Go to the line containing "object must satisfy." and return it and each line after it exactly, through the end of the data below, and nothing more.

[Start of section]

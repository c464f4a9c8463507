//! Language model boundary for schema-conformant structured output.

use crate::router::domain::JsonSchema;
use async_trait::async_trait;
use serde_json::Value;
use std::sync::Arc;
use thiserror::Error;

/// Request for one structured object.
#[derive(Debug, Clone, PartialEq)]
pub struct StructuredRequest {
    /// System instructions.
    pub system: String,
    /// User prompt.
    pub prompt: String,
    /// Name of the requested object type.
    pub schema_name: String,
    /// Schema the object must satisfy.
    pub schema: JsonSchema,
}

/// Model that returns JSON objects conforming to a schema.
#[async_trait]
pub trait StructuredModel: Send + Sync {
    /// Generates one object for `request`.
    ///
    /// Implementations are not required to validate the output; callers
    /// validate against `request.schema`.
    ///
    /// # Errors
    ///
    /// Returns [`ModelError`] when the model cannot be reached or replies
    /// with something other than a JSON object.
    async fn generate_object(&self, request: StructuredRequest) -> Result<Value, ModelError>;
}

/// Errors returned by model adapters.
#[derive(Debug, Clone, Error)]
pub enum ModelError {
    /// No API credential is available.
    #[error("missing credential: environment variable {0} is not set")]
    MissingCredential(String),

    /// The HTTP exchange failed.
    #[error("model transport error: {0}")]
    Transport(Arc<dyn std::error::Error + Send + Sync>),

    /// The provider returned a non-success status.
    #[error("model provider returned status {status}: {body}")]
    Status {
        /// HTTP status code.
        status: u16,
        /// Response body.
        body: String,
    },

    /// The reply did not contain a JSON object.
    #[error("malformed model response: {0}")]
    MalformedResponse(String),
}

impl ModelError {
    /// Wraps a transport error.
    pub fn transport(err: impl std::error::Error + Send + Sync + 'static) -> Self {
        Self::Transport(Arc::new(err))
    }
}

[End of section]

SOLUTION TO THE PROBLEM »
    /// Schema the object must satisfy.
    pub schema: JsonSchema,
}

/// Model that returns JSON objects conforming to a schema.
#[async_trait]
pub trait StructuredModel: Send + Sync {
    /// Generates one object for `request`.
    ///
    /// Implementations are not required to validate the output; callers
    /// validate against `request.schema`.
    ///
    /// # Errors
    ///
    /// Returns [`ModelError`] when the model cannot be reached or replies
    /// with something other than a JSON object.
    async fn generate_object(&self, request: StructuredRequest) -> Result<Value, ModelError>;
}

/// Errors returned by model adapters.
#[derive(Debug, Clone, Error)]
pub enum ModelError {
    /// No API credential is available.
    #[error("missing credential: environment variable {0} is not set")]
    MissingCredential(String),

    /// The HTTP exchange failed.
    #[error("model transport error: {0}")]
    Transport(Arc<dyn std::error::Error + Send + Sync>),

    /// The provider returned a non-success status.
    #[error("model provider returned status {status}: {body}")]
    Status {
        /// HTTP status code.
        status: u16,
        /// Response body.
        body: String,
    },

    /// The reply did not contain a JSON object.
    #[error("malformed model response: {0}")]
    MalformedResponse(String),
}

impl ModelError {
    /// Wraps a transport error.
    pub fn transport(err: impl std::error::Error + Send + Sync + 'static) -> Self {
        Self::Transport(Arc::new(err))
    }
}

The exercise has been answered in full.